Tod Hill – Locals Wine Club member….and friend
Climate change be damned, there is nothing like a drought-on-the-horizon mid December day in Sonoma County. Yesterday I awoke to brilliant sunshine, frost on my roof and all three dogs under the covers. By mid day, I was sweating in the garden pulling beets, clipping kale, picking the last of the serrano peppers, and wondering if I needed sun block. By sunset, I was lighting a fire and contemplating a stew for dinner. No time for slow-braised short ribs or coq au vin. A sea food stew would have to do. I remembered a fish stew served in a whole pumpkin that I had at a hole-in-the-wall Brazilian restaurant on Valencia & 24th back in the 80s. A tropical stew for a cold winter’s night that came hours after a what felt like a warm summer day. Here’s what I did:
Ingredients:
The pumpkins
- Slice the tops off of two sugar pie pumpkins (the small ones about the size of a softball or grapefruit)
- Scoop out the seeds
- Bake at 350 for one hour; then turn off the oven and allow the pumpkins to sit in the oven for up to an hour more
The stew
- Dice, separately:
- 2 red, ripe Serrano peppers
- 1 shallot
- 1/2 of a fennel bulb (about 1/2 cup)
- 1 leek
- 1 large carrots
- 1/2 lb Crimini or white mushrooms
Directions:
- Heat a small amount of olive oil in a heavy bottomed pot
- Add the pepper, shallot, and fennel and saute for about 3-4 min until soft
- Add the leek and carrots and saute for about 3-4 min until soft
- Add the crimini mushrooms and 1 cup dry white wine, cover and let cook until the mushrooms have released their juices
- Chop into 1/2 inch cubes: approximately 8 oz. snapper or other flaky white fish
- Add the fish along with 1 cup water, cook until the fish dissolves
- In the mean time, rinse and mix together 1/2 lb selections of other seafood (I used bay scallops, tiger prawns and calamari). Squeeze the juice of one lime over the fish along with 1/2 cup white wine, salt & pepper, 1/2 cup chopped italian parsley and 1 one diced Serrano pepper. Let sit while the snapper dissolves.
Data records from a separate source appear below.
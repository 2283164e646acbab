//! Volatility indicator implementations
//!
//! Contains Bollinger Bands built on a simple moving average and the sample
//! standard deviation of the same window.

use crate::moving_averages::SimpleMovingAverage;
use crate::statistics::sample_std_dev;
use crate::{MathError, Result};
use std::collections::VecDeque;

/// Bollinger Bands implementation
#[derive(Debug, Clone)]
pub struct BollingerBands {
    period: usize,
    std_dev_multiplier: f64,
    prices: VecDeque<f64>,
    sma: SimpleMovingAverage,
}

impl BollingerBands {
    /// Create a new Bollinger Bands with the specified parameters
    pub fn new(period: usize, std_dev_multiplier: f64) -> Result<Self> {
        if period < 2 {
            return Err(MathError::InvalidInput(
                "Period must be at least 2".to_string(),
            ));
        }
        if !(std_dev_multiplier > 0.0) {
            return Err(MathError::InvalidInput(
                "Standard deviation multiplier must be greater than zero".to_string(),
            ));
        }

        Ok(Self {
            period,
            std_dev_multiplier,
            prices: VecDeque::with_capacity(period + 1),
            sma: SimpleMovingAverage::new(period)?,
        })
    }

    /// Update the Bollinger Bands with a new price value
    pub fn update(&mut self, price: f64) -> Result<()> {
        self.sma.update(price)?;
        self.prices.push_back(price);
        if self.prices.len() > self.period {
            self.prices.pop_front();
        }
        Ok(())
    }

    /// Get the current middle band (SMA)
    pub fn middle_band(&self) -> Result<f64> {
        self.sma.value()
    }

    /// Get the current upper band (SMA + multiplier * std_dev)
    pub fn upper_band(&self) -> Result<f64> {
        Ok(self.middle_band()? + self.std_dev()? * self.std_dev_multiplier)
    }

    /// Get the current lower band (SMA - multiplier * std_dev)
    pub fn lower_band(&self) -> Result<f64> {
        Ok(self.middle_band()? - self.std_dev()? * self.std_dev_multiplier)
    }

    fn std_dev(&self) -> Result<f64> {
        if self.prices.len() < self.period {
            return Err(MathError::InsufficientData(format!(
                "Not enough data to calculate standard deviation. Need {} values, have {}.",
                self.period,
                self.prices.len()
            )));
        }
        let window: Vec<f64> = self.prices.iter().copied().collect();
        sample_std_dev(&window)
    }
}

#[cfg(test)]
mod tests {
    use super::*;

    #[test]
    fn test_bollinger_bands() {
        let mut bands = BollingerBands::new(5, 2.0).unwrap();
        for price in [1.0, 2.0, 3.0, 4.0] {
            bands.update(price).unwrap();
        }
        assert!(bands.upper_band().is_err());

        bands.update(5.0).unwrap();
        let spread = 2.0 * 2.5_f64.sqrt();
        assert!((bands.middle_band().unwrap() - 3.0).abs() < 1e-12);
        assert!((bands.upper_band().unwrap() - (3.0 + spread)).abs() < 1e-12);
        assert!((bands.lower_band().unwrap() - (3.0 - spread)).abs() < 1e-12);

        // Window slides to [2, 3, 4, 5, 6]
        bands.update(6.0).unwrap();
        assert!((bands.middle_band().unwrap() - 4.0).abs() < 1e-12);
        assert!((bands.upper_band().unwrap() - (4.0 + spread)).abs() < 1e-12);
    }

    #[test]
    fn test_bollinger_rejects_bad_parameters() {
        assert!(BollingerBands::new(1, 2.0).is_err());
        assert!(BollingerBands::new(20, 0.0).is_err());
    }
}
- 10 min before serving, add the fish to the stew, bring to a simmer, lower the heat and let it simmer for 10 min
- Place the pumpkins into plates or soup bowls, ladle the stew into the pumpkins, sprinkle with chopped cilantro and enjoy.
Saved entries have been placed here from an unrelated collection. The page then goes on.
//! Nelder-Mead search over the unconstrained ARMA parameters.
//!
//! Minimizes the negative concentrated log-likelihood with `argmin`.

use super::kalman;
use super::params::{ar_coefficients, ma_coefficients};
use super::state_space::StateSpace;
use crate::error::{ForecastError, Result};
use argmin::core::{CostFunction, Executor, State};
use argmin::solver::neldermead::NelderMead;
use tracing::debug;

/// Edge length of the initial simplex around the origin
const SIMPLEX_STEP: f64 = 0.5;

/// Coefficients at the likelihood optimum
#[derive(Clone, Debug)]
pub(crate) struct Estimate {
    pub ar: Vec<f64>,
    pub ma: Vec<f64>,
    pub iterations: u64,
}

struct NegLogLikelihood<'a> {
    data: &'a [f64],
    p: usize,
}

impl CostFunction for NegLogLikelihood<'_> {
    type Param = Vec<f64>;
    type Output = f64;

    fn cost(&self, free: &Self::Param) -> std::result::Result<Self::Output, argmin::core::Error> {
        let (alpha, beta) = free.split_at(self.p);
        let ss = StateSpace::new(&ar_coefficients(alpha), &ma_coefficients(beta));

        match kalman::concentrated_log_likelihood(&ss, self.data) {
            Ok(loglik) if loglik.is_finite() => Ok(-loglik),
            _ => Ok(f64::MAX),
        }
    }
}

/// Maximum-likelihood ARMA(p, q) coefficients of zero-mean `data`
pub(crate) fn estimate(
    data: &[f64],
    p: usize,
    q: usize,
    max_iterations: u64,
    tolerance: f64,
) -> Result<Estimate> {
    let dim = p + q;
    if dim == 0 {
        return Ok(Estimate {
            ar: Vec::new(),
            ma: Vec::new(),
            iterations: 0,
        });
    }

    let mut simplex: Vec<Vec<f64>> = Vec::with_capacity(dim + 1);
    simplex.push(vec![0.0; dim]);
    for i in 0..dim {
        let mut vertex = vec![0.0; dim];
        vertex[i] = SIMPLEX_STEP;
        simplex.push(vertex);
    }

    let cost = NegLogLikelihood { data, p };
    let solver = NelderMead::new(simplex)
        .with_sd_tolerance(tolerance)
        .map_err(|e| ForecastError::ModelFitFailure(format!("invalid optimizer setup: {}", e)))?;

    let result = Executor::new(cost, solver)
        .configure(|state| state.max_iters(max_iterations))
        .run()
        .map_err(|e| ForecastError::ModelFitFailure(format!("optimizer failed: {}", e)))?;

    let state = result.state();
    let iterations = state.get_iter();
    if iterations >= max_iterations {
        return Err(ForecastError::ModelFitFailure(format!(
            "likelihood did not converge within {} iterations",
            max_iterations
        )));
    }
    if !state.get_best_cost().is_finite() || state.get_best_cost() == f64::MAX {
        return Err(ForecastError::ModelFitFailure(
            "likelihood is not finite anywhere on the search path".to_string(),
        ));
    }

    let best = state.get_best_param().ok_or_else(|| {
        ForecastError::ModelFitFailure("optimizer returned no parameters".to_string())
    })?;
    let (alpha, beta) = best.split_at(p);
    let (ar, ma) = (ar_coefficients(alpha), ma_coefficients(beta));

    debug!(iterations, p, q, "likelihood maximized");
    Ok(Estimate { ar, ma, iterations })
}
So what wine should we pair with this creation? A Praxis Viognier to capture the tropical mood? A Saracina Sauvignon Blanc to meet the citrus notes? Nope, I chose the Eric Ross 2009 Pinot Noir. Red wine with fish? A Pinot with spicy sea food? No problem. The fennel and mushroom based stock met the earthy tones of the Pinot perfectly. And the fruitier notes mingled with the sweetness of the pumpkin and the shellfish provided a perfect counterpoint to the spice of the Serranos. Fish and white wine pairing orthodoxy be damned.